Every line that contains "Some" must be located and copied from the data.

Data items
*** Begin section ***
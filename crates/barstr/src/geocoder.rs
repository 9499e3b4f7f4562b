use async_trait::async_trait;
use reqwest::Client as HttpClient;
use serde::Deserialize;
use serde_json::Value;
use tracing::{error, warn};

use crate::http::get_json;
use crate::types::GeoBoundingBox;
use crate::{Error, Result};

pub const DEFAULT_GEOCODER_URL: &str = "https://nominatim.openstreetmap.org/search";

/// Resolves free text to a bounding box. `None` means "not found", for
/// whatever reason.
#[async_trait]
pub trait Geocoder: Send + Sync {
    async fn resolve(&self, place: &str) -> Option<GeoBoundingBox>;
}

#[derive(Debug, Clone)]
pub struct GeocoderConfig {
    pub url: String,
}

impl Default for GeocoderConfig {
    fn default() -> Self {
        Self {
            url: DEFAULT_GEOCODER_URL.to_string(),
        }
    }
}

#[derive(Debug, Deserialize)]
struct Place {
    #[serde(default)]
    boundingbox: Option<Vec<Value>>,
}

/// Nominatim search client. Only the first match is used.
pub struct NominatimGeocoder {
    http: HttpClient,
    config: GeocoderConfig,
}

impl NominatimGeocoder {
    pub fn new(http: HttpClient, config: GeocoderConfig) -> Self {
        Self { http, config }
    }

    /// `Ok(None)` when the provider has no match.
    pub async fn lookup(&self, place: &str) -> Result<Option<GeoBoundingBox>> {
        let places: Vec<Place> = get_json(
            &self.http,
            &self.config.url,
            &[("q", place), ("format", "json"), ("limit", "1")],
        )
        .await?;

        let Some(first) = places.into_iter().next() else {
            return Ok(None);
        };
        let raw = first
            .boundingbox
            .ok_or_else(|| Error::MalformedResponse("missing boundingbox".to_string()))?;
        parse_bounding_box(&raw).map(Some)
    }
}

#[async_trait]
impl Geocoder for NominatimGeocoder {
    async fn resolve(&self, place: &str) -> Option<GeoBoundingBox> {
        match self.lookup(place).await {
            Ok(Some(bbox)) => Some(bbox),
            Ok(None) => {
                warn!(query = place, "No results found for city");
                None
            }
            Err(e) => {
                error!(query = place, "Error geocoding: {}", e);
                None
            }
        }
    }
}

/// Parses Nominatim's `[min_lat, max_lat, min_lon, max_lon]`. Values may be
/// numeric strings or plain numbers.
pub fn parse_bounding_box(raw: &[Value]) -> Result<GeoBoundingBox> {
    if raw.len() != 4 {
        return Err(Error::MalformedResponse(format!(
            "boundingbox has {} elements, expected 4",
            raw.len()
        )));
    }
    let mut bounds = [0f64; 4];
    for (slot, value) in bounds.iter_mut().zip(raw) {
        *slot = coordinate(value)?;
    }
    Ok(GeoBoundingBox::from_bounds(
        bounds[0], bounds[1], bounds[2], bounds[3],
    ))
}

fn coordinate(value: &Value) -> Result<f64> {
    let parsed = match value {
        Value::String(s) => s.trim().parse::<f64>().ok(),
        Value::Number(n) => n.as_f64(),
        _ => None,
    };
    parsed
        .filter(|v| v.is_finite())
        .ok_or_else(|| Error::MalformedResponse(format!("invalid coordinate: {value}")))
}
*** End section ***
Solution:
        let Some(first) = places.into_iter().next() else {
        parse_bounding_box(&raw).map(Some)
            Ok(Some(bbox)) => Some(bbox),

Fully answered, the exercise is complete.